EPA Says Glyphosate Does Not Cause Cancer Despite Court Rulings and Expert Warnings

Olivia Rosane, EcoWatch
Waking Times

The U.S. Environmental Protection Agency (EPA) announced Tuesday that glyphosate, the active ingredient in Monsanto‘s Roundup weedkiller, does not cause cancer, reaffirming its 2017 finding and contradicting juries who ruled the opposite in two high profile trials, Reuters reported.

  • In August 2018, a California jury awarded $289 million to a Bay Area groundskeeper who said that repeated Roundup use caused his non-Hodgkin lymphoma, though that amount was later reduced to $78 million. A U.S. jury awarded a second California man more than $80 million in March over a similar claim. But the EPA has not changed its position.

    “EPA has found no risks to public health from the current registered uses of glyphosate,” EPA Administrator Andrew Wheeler said in a statement.

    Environmental groups have cast doubt on the agency’s findings, saying they dismiss the conclusions of other public health experts. Just a few weeks ago, the U.S. Department of Health and Human Service’s Agency for Toxic Substances and Disease Registry released a toxicology report for glyphosate that acknowledged its health risks, the Natural Resources Defense Council (NRDC) pointed out.

    “The EPA’s pesticide office is out on a limb here — with Monsanto and Bayer and virtually nobody else,” NRDC senior scientist Jennifer Sass said.

    The Environmental Working Group (EWG) agreed, pointing to the 2015 conclusion of the World Health Organization’s International Agency for Research on Cancer, which ruled it was “probably carcinogenic to humans.” EWG also cited a January report published in Environmental Sciences Europe that found the EPA had disregarded independent, peer-reviewed research that showed a link between glyphosate and cancer in favor of Monsanto-funded studies saying it was safe.

    “Today’s decision by Administrator Wheeler, like virtually every one he and the Trump administration make, completely ignores science in favor of polluters like Bayer,” EWG President Ken Cook said. “This move by EPA should not come as a surprise. Under the control of Trump and Wheeler, the agency is virtually incapable of taking steps to protect people from dangerous chemicals like glyphosate.”

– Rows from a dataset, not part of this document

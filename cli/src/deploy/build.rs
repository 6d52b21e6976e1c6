//! Remote build seam

use std::pin::Pin;

use async_trait::async_trait;
use deploy_api::models::BuildOutput;
use tokio::io::AsyncRead;

use crate::errors::CliError;

/// Source archive bytes as they are produced
pub type ArchiveStream = Pin<Box<dyn AsyncRead + Send>>;

/// One status update from the builder, in arrival order
#[derive(Debug, Clone, PartialEq, Eq)]
pub enum BuildStatusEvent {
    /// Encoded solve status from the build engine
    Buildkit(Vec<u8>),
    /// Human readable activity
    Message(String),
    /// Build side error; the submission fails once one is seen
    Error(String),
}

/// Receives build status events while a submission runs
#[async_trait]
pub trait StatusSink: Send {
    async fn on_event(&mut self, event: BuildStatusEvent);
}

/// Submits an archive to the remote builder
#[async_trait]
pub trait BuildSubmitter: Send + Sync {
    /// Stream `archive` to the builder for `app`, forwarding every status
    /// event to `sink`, and return the build result.
    async fn build_from_tar(
        &self,
        app: &str,
        archive: ArchiveStream,
        sink: &mut dyn StatusSink,
    ) -> Result<BuildOutput, CliError>;
}
//! Progress reporting reader

use std::io;
use std::pin::Pin;
use std::task::{Context, Poll};
use std::time::Duration;

use tokio::io::{AsyncRead, ReadBuf};
use tokio::time::Instant;

/// Default sampling interval
pub const DEFAULT_SAMPLE_INTERVAL: Duration = Duration::from_millis(100);

/// Time window used to smooth the transfer rate
const SPEED_WINDOW: Duration = Duration::from_secs(5);

/// Point in time snapshot of an upload
#[derive(Debug, Clone, Copy, PartialEq)]
pub struct UploadSample {
    /// Cumulative bytes read so far
    pub bytes_read: i64,
    /// Smoothed rate in bytes per second
    pub bytes_per_second: f64,
    /// Time since the first read was attempted
    pub elapsed: Duration,
}

/// Callback receiving samples. Must not block.
pub type ProgressCallback = Box<dyn Fn(UploadSample) + Send + Sync>;

/// Wraps a byte source, passing reads through unchanged and reporting
/// progress at most once per sampling interval plus once at end of input.
pub struct ProgressReader<R> {
    inner: R,
    bytes_read: i64,
    started: Instant,
    last_report: Instant,
    interval: Duration,
    speed: SpeedWindow,
    finished: bool,
    on_progress: ProgressCallback,
}

impl<R: AsyncRead + Unpin> ProgressReader<R> {
    pub fn new(inner: R, on_progress: ProgressCallback) -> Self {
        Self::with_interval(inner, DEFAULT_SAMPLE_INTERVAL, on_progress)
    }

    pub fn with_interval(inner: R, interval: Duration, on_progress: ProgressCallback) -> Self {
        let now = Instant::now();
        Self {
            inner,
            bytes_read: 0,
            started: now,
            last_report: now,
            interval,
            speed: SpeedWindow::new(SPEED_WINDOW),
            finished: false,
            on_progress,
        }
    }

    /// Bytes passed through so far
    pub fn bytes_read(&self) -> i64 {
        self.bytes_read
    }

    fn report(&mut self, now: Instant) {
        self.last_report = now;
        self.speed.add(now, self.bytes_read);
        let elapsed = now.duration_since(self.started);
        let bytes_per_second = self.speed.rate().unwrap_or_else(|| {
            let secs = elapsed.as_secs_f64().max(0.001);
            self.bytes_read as f64 / secs
        });
        (self.on_progress)(UploadSample {
            bytes_read: self.bytes_read,
            bytes_per_second,
            elapsed,
        });
    }
}

impl<R: AsyncRead + Unpin> AsyncRead for ProgressReader<R> {
    fn poll_read(
        self: Pin<&mut Self>,
        cx: &mut Context<'_>,
        buf: &mut ReadBuf<'_>,
    ) -> Poll<io::Result<()>> {
        let this = self.get_mut();
        let before = buf.filled().len();
        let result = Pin::new(&mut this.inner).poll_read(cx, buf);

        if let Poll::Ready(Ok(())) = &result {
            let n = buf.filled().len() - before;
            let now = Instant::now();
            if n > 0 {
                this.bytes_read += n as i64;
                if now.duration_since(this.last_report) >= this.interval {
                    this.report(now);
                }
            } else if !this.finished && buf.remaining() > 0 {
                this.finished = true;
                this.report(now);
            }
        }

        result
    }
}

/// Sliding window of cumulative byte counts
struct SpeedWindow {
    window: Duration,
    samples: Vec<(Instant, i64)>,
}

impl SpeedWindow {
    fn new(window: Duration) -> Self {
        Self {
            window,
            samples: Vec::new(),
        }
    }

    fn add(&mut self, at: Instant, cumulative: i64) {
        self.samples.push((at, cumulative));
        let cutoff = at.checked_sub(self.window);
        if let Some(cutoff) = cutoff {
            self.samples.retain(|(t, _)| *t >= cutoff);
        }
    }

    /// Rate over the window, `None` with fewer than two samples
    fn rate(&self) -> Option<f64> {
        let (first_at, first_bytes) = *self.samples.first()?;
        let (last_at, last_bytes) = *self.samples.last()?;
        let elapsed = last_at.duration_since(first_at);
        if elapsed.is_zero() {
            return None;
        }
        Some((last_bytes - first_bytes) as f64 / elapsed.as_secs_f64())
    }
}
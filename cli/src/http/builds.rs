//! Build API client

use async_trait::async_trait;
use base64::{engine::general_purpose::STANDARD, Engine as _};
use deploy_api::models::{AppAnalysis, BuildFrame, BuildOutput};
use futures::{StreamExt, TryStreamExt};
use reqwest::{header, Body, Method};
use tokio_util::codec::{FramedRead, LinesCodec};
use tokio_util::io::{ReaderStream, StreamReader};
use tracing::{debug, warn};

use crate::deploy::analyze::AppAnalyzer;
use crate::deploy::build::{ArchiveStream, BuildStatusEvent, BuildSubmitter, StatusSink};
use crate::errors::CliError;
use crate::http::client::HttpClient;

/// Content type of the uploaded source archive
pub const ARCHIVE_CONTENT_TYPE: &str = "application/x-tar+gzip";

/// Longest status line accepted from the builder
const MAX_FRAME_LENGTH: usize = 16 * 1024 * 1024;

/// [`BuildSubmitter`] posting the archive to the cluster API and reading
/// the newline delimited JSON response as it arrives
#[derive(Debug, Clone)]
pub struct HttpBuildClient {
    client: HttpClient,
}

impl HttpBuildClient {
    pub fn new(client: HttpClient) -> Self {
        Self { client }
    }
}

#[async_trait]
impl BuildSubmitter for HttpBuildClient {
    async fn build_from_tar(
        &self,
        app: &str,
        archive: ArchiveStream,
        sink: &mut dyn StatusSink,
    ) -> Result<BuildOutput, CliError> {
        let url = self.client.endpoint(&["apps", app, "builds"])?;
        let request = self
            .client
            .request_url(Method::POST, url)
            .header(header::CONTENT_TYPE, ARCHIVE_CONTENT_TYPE)
            .body(Body::wrap_stream(ReaderStream::new(archive)));

        let response = self.client.send(request, "POST").await?;
        debug!(status = %response.status(), "build accepted, reading status stream");

        let body = StreamReader::new(response.bytes_stream().map_err(std::io::Error::other));
        let mut lines = FramedRead::new(body, LinesCodec::new_with_max_length(MAX_FRAME_LENGTH));

        let mut output = None;
        while let Some(line) = lines.next().await {
            let line = line.map_err(|e| CliError::TransportError(format!("reading build stream: {}", e)))?;
            let line = line.trim();
            if line.is_empty() {
                continue;
            }

            let frame: BuildFrame = match serde_json::from_str(line) {
                Ok(frame) => frame,
                Err(e) => {
                    warn!("skipping unreadable build frame: {}", e);
                    continue;
                }
            };
            match frame {
                BuildFrame::Buildkit(encoded) => match STANDARD.decode(encoded.as_bytes()) {
                    Ok(bytes) => sink.on_event(BuildStatusEvent::Buildkit(bytes)).await,
                    Err(e) => {
                        sink.on_event(BuildStatusEvent::Error(format!(
                            "failed to decode build status: {}",
                            e
                        )))
                        .await
                    }
                },
                BuildFrame::Message(message) => sink.on_event(BuildStatusEvent::Message(message)).await,
                BuildFrame::Error(error) => sink.on_event(BuildStatusEvent::Error(error)).await,
                BuildFrame::Result(result) => output = Some(result),
            }
        }

        output.ok_or_else(|| CliError::TransportError("build stream ended without a result".to_string()))
    }
}

#[async_trait]
impl AppAnalyzer for HttpBuildClient {
    async fn analyze_tar(&self, archive: ArchiveStream) -> Result<AppAnalysis, CliError> {
        let url = self.client.endpoint(&["analyze"])?;
        let request = self
            .client
            .request_url(Method::POST, url)
            .header(header::CONTENT_TYPE, ARCHIVE_CONTENT_TYPE)
            .body(Body::wrap_stream(ReaderStream::new(archive)));

        let response = self.client.send(request, "POST").await?;
        response
            .json()
            .await
            .map_err(|e| CliError::TransportError(format!("reading analysis: {}", e)))
    }
}
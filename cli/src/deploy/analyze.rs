//! Dry run: ship the archive to the builder for inspection only

use std::path::Path;

use async_trait::async_trait;
use deploy_api::models::AppAnalysis;
use tracing::info;

use crate::deploy::archive::{open_app_archive, ArchiveBuilder};
use crate::deploy::build::ArchiveStream;
use crate::errors::CliError;

/// Asks the builder what it would build from an archive
#[async_trait]
pub trait AppAnalyzer: Send + Sync {
    async fn analyze_tar(&self, archive: ArchiveStream) -> Result<AppAnalysis, CliError>;
}

/// Archive `dir` the same way a deploy does and have it analyzed. No
/// deployment record is created.
pub async fn analyze_dir(
    dir: &Path,
    archiver: &dyn ArchiveBuilder,
    analyzer: &dyn AppAnalyzer,
) -> Result<AppAnalysis, CliError> {
    let archive = open_app_archive(dir, archiver).await.map_err(CliError::ArchiveError)?;
    let analysis = analyzer.analyze_tar(archive).await?;
    info!(stack = %analysis.stack, services = analysis.services.len(), "app analyzed");
    Ok(analysis)
}
//! HTTP client implementation

use std::time::Duration;

use reqwest::{header, Client, RequestBuilder, Response};
use secrecy::{ExposeSecret, SecretString};
use serde::{de::DeserializeOwned, Serialize};
use tracing::{debug, error};
use url::Url;

use crate::errors::CliError;

/// HTTP client for the cluster API
#[derive(Clone)]
pub struct HttpClient {
    client: Client,
    base_url: String,
    token: Option<SecretString>,
    timeout: Duration,
}

impl HttpClient {
    /// Create a new HTTP client. `timeout` bounds plain JSON requests; the
    /// streamed build request has no overall deadline.
    pub fn new(base_url: &str, token: Option<SecretString>, timeout: Duration) -> Result<Self, CliError> {
        let client = Client::builder().connect_timeout(timeout).build()?;

        Ok(Self {
            client,
            base_url: base_url.trim_end_matches('/').to_string(),
            token,
            timeout,
        })
    }

    /// Get the base URL
    pub fn base_url(&self) -> &str {
        &self.base_url
    }

    /// URL of the endpoint made of `segments`, each one percent-encoded
    pub fn endpoint(&self, segments: &[&str]) -> Result<Url, CliError> {
        let mut url = Url::parse(&self.base_url)
            .map_err(|e| CliError::ConfigError(format!("invalid base URL {}: {}", self.base_url, e)))?;
        url.path_segments_mut()
            .map_err(|_| CliError::ConfigError(format!("base URL cannot take a path: {}", self.base_url)))?
            .pop_if_empty()
            .extend(segments);
        Ok(url)
    }

    /// Build a request against `path` with authentication applied
    pub fn request(&self, method: reqwest::Method, path: &str) -> RequestBuilder {
        let url = format!("{}{}", self.base_url, path);
        debug!("{} {}", method, url);
        self.authorize(self.client.request(method, &url))
    }

    /// Build a request against a full endpoint URL with authentication applied
    pub fn request_url(&self, method: reqwest::Method, url: Url) -> RequestBuilder {
        debug!("{} {}", method, url);
        self.authorize(self.client.request(method, url))
    }

    fn authorize(&self, request: RequestBuilder) -> RequestBuilder {
        match &self.token {
            Some(token) => request.header(
                header::AUTHORIZATION,
                format!("Bearer {}", token.expose_secret()),
            ),
            None => request,
        }
    }

    /// Make a POST request
    pub async fn post<T: DeserializeOwned, B: Serialize>(&self, path: &str, body: &B) -> Result<T, CliError> {
        let response = self
            .send(self.request(reqwest::Method::POST, path).timeout(self.timeout).json(body), "POST")
            .await?;
        Ok(response.json().await?)
    }

    /// Make a POST request, ignoring the response body
    pub async fn post_unit<B: Serialize>(&self, path: &str, body: &B) -> Result<(), CliError> {
        self.send(self.request(reqwest::Method::POST, path).timeout(self.timeout).json(body), "POST")
            .await?;
        Ok(())
    }

    /// Make a PATCH request, ignoring the response body
    pub async fn patch<B: Serialize>(&self, path: &str, body: &B) -> Result<(), CliError> {
        self.send(self.request(reqwest::Method::PATCH, path).timeout(self.timeout).json(body), "PATCH")
            .await?;
        Ok(())
    }

    /// Send a request and turn a non-success status into an error
    pub async fn send(&self, request: RequestBuilder, method: &str) -> Result<Response, CliError> {
        let response = request.send().await?;

        if !response.status().is_success() {
            let status = response.status();
            let body = response.text().await.unwrap_or_default();
            error!("HTTP {} failed: {} - {}", method, status, body);
            return Err(CliError::TransportError(format!("{}: {}", status, body.trim())));
        }
        Ok(response)
    }
}

impl std::fmt::Debug for HttpClient {
    fn fmt(&self, f: &mut std::fmt::Formatter<'_>) -> std::fmt::Result {
        f.debug_struct("HttpClient")
            .field("base_url", &self.base_url)
            .field("authenticated", &self.token.is_some())
            .finish()
    }
}
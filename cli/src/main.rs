//! deployctl - Entry Point
//!
//! Submits an application directory for a remote build and follows the
//! deployment until it is live.

use std::path::PathBuf;
use std::time::Duration;

use clap::{Parser, Subcommand};
use tracing::info;

use deployctl::app::options::DeployOptions;
use deployctl::app::run;
use deployctl::logs::LogLevel;
use deployctl::progress::printer::ExplainFormat;
use deployctl::storage::layout::StorageLayout;
use deployctl::utils::version_info;

#[derive(Parser)]
#[command(name = "deployctl")]
#[command(about = "Build and deploy applications to a cluster")]
struct Cli {
    #[command(subcommand)]
    command: Commands,
}

#[derive(Subcommand)]
enum Commands {
    /// Build the app in a directory and roll it out
    Deploy {
        /// App name (defaults to the app config name, then the directory name)
        #[arg(short, long)]
        app: Option<String>,

        /// Directory to deploy
        #[arg(short, long, default_value = ".")]
        dir: PathBuf,

        /// Cluster to deploy to (defaults to the active cluster)
        #[arg(short, long)]
        cluster: Option<String>,

        /// Print every build step instead of the live view
        #[arg(short = 'x', long)]
        explain: bool,

        /// Line format of explain output
        #[arg(long, value_enum, default_value_t = ExplainFormat::Auto)]
        explain_format: ExplainFormat,

        /// Log level (overrides settings)
        #[arg(long)]
        log_level: Option<LogLevel>,

        /// Seconds to wait for the builder to show progress
        #[arg(long)]
        stall_window: Option<u64>,

        /// Do not attach git metadata to the deployment
        #[arg(long)]
        no_git: bool,

        /// Skip the confirmation prompt
        #[arg(short, long)]
        force: bool,

        /// Show what would be built without building or deploying
        #[arg(long)]
        analyze: bool,
    },

    /// Print version information as JSON
    Version,
}

#[tokio::main]
async fn main() {
    let cli = Cli::parse();

    let result: Result<(), anyhow::Error> = match cli.command {
        Commands::Version => serde_json::to_string_pretty(&version_info())
            .map(|json| println!("{}", json))
            .map_err(Into::into),
        Commands::Deploy {
            app,
            dir,
            cluster,
            explain,
            explain_format,
            log_level,
            stall_window,
            no_git,
            force,
            analyze,
        } => {
            let options = DeployOptions {
                app_name: app,
                dir,
                cluster,
                explain,
                explain_format,
                log_level,
                stall_window: stall_window.map(Duration::from_secs),
                inspect_git: !no_git,
                force,
            };
            let outcome = if analyze {
                run::analyze(options, StorageLayout::default())
                    .await
                    .inspect_err(|e| eprintln!("Error: {}", e))
            } else {
                run::deploy(options, StorageLayout::default(), await_shutdown_signal()).await
            };
            match outcome {
                Ok(()) => Ok(()),
                Err(e) => std::process::exit(e.exit_code()),
            }
        }
    };

    if let Err(e) = result {
        eprintln!("Error: {}", e);
        std::process::exit(1);
    }
}

async fn await_shutdown_signal() {
    #[cfg(unix)]
    {
        use tokio::signal::unix::{signal, SignalKind};
        let Ok(mut sigterm) = signal(SignalKind::terminate()) else {
            let _ = tokio::signal::ctrl_c().await;
            return;
        };

        tokio::select! {
            _ = sigterm.recv() => {
                info!("SIGTERM received, cancelling...");
            }
            _ = tokio::signal::ctrl_c() => {
                info!("Ctrl+C received, cancelling...");
            }
        }
    }

    #[cfg(not(unix))]
    {
        if tokio::signal::ctrl_c().await.is_ok() {
            info!("Ctrl+C received, cancelling...");
        }
    }
}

    The EPA’s announcement comes at a difficult time for Bayer, which acquired Monsanto last year. The company has lost $39 billion in market value since the takeover, mostly due to the Roundup trials. At a meeting Friday, more than 55 percent of shareholders voted not to absolve CEO Werner Baumann and other top officials of their responsibility for the handling of the merger, The Star reported.

    There are currently 13,400 Roundup lawsuits pending in U.S. courts. Glyphosate was developed by Monsanto for Roundup, but the patent has since expired and other weedkillers can now use the chemical, according to Reuters. Glyphosate is currently the most-used herbicide in the U.S. and is routinely used on more than 100 crops, the EPA said.